While the Boulder center will be the primary location, the Suitland site will be up and running first, said Sandy Magnus, chief engineer for TraCSS, in an interview after the panel. In Suitland, the office is able to take over a room from another program, while the Boulder facility will require some renovations first. When both centers are up and running, the Boulder center will largely handle operations while Suitland will handle systems engineering and IT support.

The centers will operate around the clock but rely heavily on automation. “We’re starting small, intentionally,” she said, with a few people staffing each center. “That will probably increase as the capabilities that we onboard increase.”

The office is taking a phased approach to TraCSS, with an initial phase 1.0 set to begin beta testing with a limited number of users by the end of the current fiscal year.
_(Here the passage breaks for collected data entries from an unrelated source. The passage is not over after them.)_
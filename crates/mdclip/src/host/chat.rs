//! Building the chat launch URL for a Markdown prompt.

use percent_encoding::{utf8_percent_encode, AsciiSet, NON_ALPHANUMERIC};

/// Chat page the prompt is sent to
pub const CHATGPT_BASE_URL: &str = "https://chat.openai.com/";

/// Longest launch URL opened directly
pub const MAX_URL_LENGTH: usize = 2000;

/// Text placed before the Markdown in the prompt
pub const PROMPT_PREFIX: &str = "Please analyze this markdown content:\n\n";

/// Prompt used when the real one travels through the clipboard
pub const CLIPBOARD_NOTICE: &str = "Content copied to clipboard - Ctrl+V to paste";

/// Characters left alone by JavaScript's `encodeURIComponent`
const URI_COMPONENT: &AsciiSet = &NON_ALPHANUMERIC
    .remove(b'-')
    .remove(b'_')
    .remove(b'.')
    .remove(b'!')
    .remove(b'~')
    .remove(b'*')
    .remove(b'\'')
    .remove(b'(')
    .remove(b')');

/// How the prompt reaches the chat page
#[derive(Debug, Clone, PartialEq, Eq)]
pub enum ChatLaunch {
    /// The prompt fits into the launch URL
    Direct { url: String },
    /// The prompt is copied to the clipboard and the URL carries a notice
    ViaClipboard { prompt: String, url: String },
}

impl ChatLaunch {
    /// The URL to open
    pub fn url(&self) -> &str {
        match self {
            ChatLaunch::Direct { url } | ChatLaunch::ViaClipboard { url, .. } => url,
        }
    }
}

/// Percent-encode like `encodeURIComponent`
pub fn encode_uri_component(text: &str) -> String {
    utf8_percent_encode(text, URI_COMPONENT).to_string()
}

fn launch_url(prompt: &str) -> String {
    format!("{}?q={}", CHATGPT_BASE_URL, encode_uri_component(prompt))
}

/// Decide how to hand `markdown` to the chat page.
pub fn chat_launch(markdown: &str) -> ChatLaunch {
    let prompt = format!("{}{}", PROMPT_PREFIX, markdown);
    let url = launch_url(&prompt);
    if url.len() <= MAX_URL_LENGTH {
        return ChatLaunch::Direct { url };
    }

    ChatLaunch::ViaClipboard {
        prompt,
        url: launch_url(CLIPBOARD_NOTICE),
    }
}

#[cfg(test)]
mod tests {
    use super::*;

    #[test]
    fn test_encode_uri_component() {
        assert_eq!(encode_uri_component("a b&c=d"), "a%20b%26c%3Dd");
        assert_eq!(encode_uri_component("keep-_.!~*'()"), "keep-_.!~*'()");
        assert_eq!(encode_uri_component("# x\n"), "%23%20x%0A");
        assert_eq!(encode_uri_component("é"), "%C3%A9");
    }

    #[test]
    fn test_short_prompt_opens_directly() {
        let launch = chat_launch("# Title");
        assert_eq!(
            launch,
            ChatLaunch::Direct {
                url: "https://chat.openai.com/?q=Please%20analyze%20this%20markdown%20content%3A%0A%0A%23%20Title"
                    .to_string()
            }
        );
    }

    #[test]
    fn test_long_prompt_goes_through_clipboard() {
        let markdown = "word ".repeat(600);
        match chat_launch(&markdown) {
            ChatLaunch::ViaClipboard { prompt, url } => {
                assert!(prompt.starts_with(PROMPT_PREFIX));
                assert!(prompt.ends_with(&markdown));
                assert_eq!(
                    url,
                    "https://chat.openai.com/?q=Content%20copied%20to%20clipboard%20-%20Ctrl%2BV%20to%20paste"
                );
            }
            other => panic!("expected clipboard launch, got {other:?}"),
        }
    }

    #[test]
    fn test_limit_counts_encoded_length() {
        // 700 spaces encode to 2100 characters
        let markdown = " ".repeat(700);
        assert!(matches!(chat_launch(&markdown), ChatLaunch::ViaClipboard { .. }));

        let markdown = "x".repeat(700);
        assert!(matches!(chat_launch(&markdown), ChatLaunch::Direct { .. }));
    }
}
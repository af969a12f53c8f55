//! Download naming and the single-download guard.

use url::Url;

use super::HostError;

/// File name stem used when the page URL yields no domain
pub const FALLBACK_FILE_STEM: &str = "webpage";

/// How a host finished a download request
#[derive(Debug, Clone, Copy, PartialEq, Eq)]
pub enum DownloadStatus {
    /// The file was written before `save_download` returned
    Finished,
    /// The host completes the download later and reports it through
    /// [`ActionDispatcher::complete_download`](super::ActionDispatcher::complete_download)
    Pending,
}

/// Allows one download at a time.
///
/// A second request while one is running is rejected, not queued.
#[derive(Debug, Default)]
pub struct DownloadGuard {
    in_progress: bool,
}

impl DownloadGuard {
    pub fn new() -> Self {
        Self::default()
    }

    /// Claim the guard or fail with [`HostError::DownloadInProgress`]
    pub fn try_begin(&mut self) -> Result<(), HostError> {
        if self.in_progress {
            return Err(HostError::DownloadInProgress);
        }
        self.in_progress = true;
        Ok(())
    }

    /// Release the guard
    pub fn finish(&mut self) {
        self.in_progress = false;
    }

    pub fn is_active(&self) -> bool {
        self.in_progress
    }
}

/// The second-level label of the page's host name.
///
/// `https://docs.example.com/x` gives `example`; a single-label host is used
/// as is; an unparsable URL or one without a host gives `webpage`.
pub fn domain_label(page_url: &str) -> String {
    let Ok(url) = Url::parse(page_url) else {
        return FALLBACK_FILE_STEM.to_string();
    };

    match url.host_str() {
        Some(host) if !host.is_empty() => {
            let labels: Vec<&str> = host.split('.').collect();
            if labels.len() > 1 {
                labels[labels.len() - 2].to_string()
            } else {
                host.to_string()
            }
        }
        _ => FALLBACK_FILE_STEM.to_string(),
    }
}

/// Name of the `.md` file offered for a page
pub fn download_filename(page_url: &str) -> String {
    format!("{}.md", domain_label(page_url))
}

#[cfg(test)]
mod tests {
    use super::*;

    #[test]
    fn test_domain_label() {
        assert_eq!(domain_label("https://www.example.com/a/b"), "example");
        assert_eq!(domain_label("https://docs.rs/regex"), "docs");
        assert_eq!(domain_label("http://localhost:8080/"), "localhost");
    }

    #[test]
    fn test_domain_label_fallback() {
        assert_eq!(domain_label("not a url"), "webpage");
        assert_eq!(domain_label(""), "webpage");
        assert_eq!(domain_label("file:///home/me/page.html"), "webpage");
    }

    #[test]
    fn test_download_filename() {
        assert_eq!(download_filename("https://blog.rust-lang.org/2024/"), "rust-lang.md");
        assert_eq!(download_filename("about:blank"), "webpage.md");
    }

    #[test]
    fn test_guard_rejects_second_download() {
        let mut guard = DownloadGuard::new();
        assert!(guard.try_begin().is_ok());
        assert!(guard.is_active());
        assert!(matches!(guard.try_begin(), Err(HostError::DownloadInProgress)));

        guard.finish();
        assert!(!guard.is_active());
        assert!(guard.try_begin().is_ok());
    }
}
TraCSS will incrementally add capabilities in phase 1, which is focused on space traffic coordination services such as conjunction notices. Later phases will include launch collision avoidance assessments and reentry assessments.

During the panel, DalBello said development of TraCSS was on schedule despite several challenges, like finding the right people. “The kind and quality of people you need to implement a program like this are not already resident at the Commerce Department and they’re not easy to find in the marketplace,” he said. “The number one challenge is hiring the right quality people.”

A second challenge, he said, was convincing the department to adopt new, more agile acquisition approaches for TraCSS. “We do have senior-level support for this, but still, the processes weren’t set up to do an agile development program,” he said. “We thought it was essential to the success of the program that we do it in a different manner.”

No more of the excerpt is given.